[[ Provided records, beginning ]]

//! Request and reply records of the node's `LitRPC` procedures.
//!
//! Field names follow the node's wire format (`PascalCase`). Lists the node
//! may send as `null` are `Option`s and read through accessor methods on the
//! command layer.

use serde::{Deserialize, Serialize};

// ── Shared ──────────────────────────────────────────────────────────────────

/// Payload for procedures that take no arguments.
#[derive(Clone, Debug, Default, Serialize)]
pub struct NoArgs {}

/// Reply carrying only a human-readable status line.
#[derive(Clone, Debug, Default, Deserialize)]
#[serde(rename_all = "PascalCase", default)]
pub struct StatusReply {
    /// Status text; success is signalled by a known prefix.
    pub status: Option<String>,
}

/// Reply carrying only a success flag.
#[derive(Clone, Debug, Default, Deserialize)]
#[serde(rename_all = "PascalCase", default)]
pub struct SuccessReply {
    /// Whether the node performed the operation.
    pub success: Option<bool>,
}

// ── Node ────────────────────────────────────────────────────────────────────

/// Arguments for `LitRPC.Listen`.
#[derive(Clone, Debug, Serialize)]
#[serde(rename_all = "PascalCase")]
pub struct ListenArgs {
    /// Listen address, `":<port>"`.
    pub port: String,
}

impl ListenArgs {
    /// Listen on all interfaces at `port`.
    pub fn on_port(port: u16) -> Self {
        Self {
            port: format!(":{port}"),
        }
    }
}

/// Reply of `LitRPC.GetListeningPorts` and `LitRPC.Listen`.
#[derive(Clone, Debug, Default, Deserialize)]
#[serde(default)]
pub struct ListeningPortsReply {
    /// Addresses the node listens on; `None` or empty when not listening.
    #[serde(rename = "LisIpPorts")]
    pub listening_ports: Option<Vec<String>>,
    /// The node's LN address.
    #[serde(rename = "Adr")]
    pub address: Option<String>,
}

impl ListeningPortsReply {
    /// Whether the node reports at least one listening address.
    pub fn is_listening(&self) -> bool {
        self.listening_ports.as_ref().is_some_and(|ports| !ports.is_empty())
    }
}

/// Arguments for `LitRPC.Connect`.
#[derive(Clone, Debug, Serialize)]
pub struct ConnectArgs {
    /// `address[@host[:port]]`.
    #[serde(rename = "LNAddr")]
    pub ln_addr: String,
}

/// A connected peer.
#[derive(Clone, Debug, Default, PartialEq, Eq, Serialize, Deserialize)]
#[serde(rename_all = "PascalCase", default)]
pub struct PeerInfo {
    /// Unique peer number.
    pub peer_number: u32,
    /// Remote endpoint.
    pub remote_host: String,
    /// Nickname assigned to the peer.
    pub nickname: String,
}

[[ Provided records, end ]]

Look over the entries above. Copy every line that contains the word "Option".

Task output:
//! may send as `null` are `Option`s and read through accessor methods on the
    pub status: Option<String>,
    pub success: Option<bool>,
    pub listening_ports: Option<Vec<String>>,
    pub address: Option<String>,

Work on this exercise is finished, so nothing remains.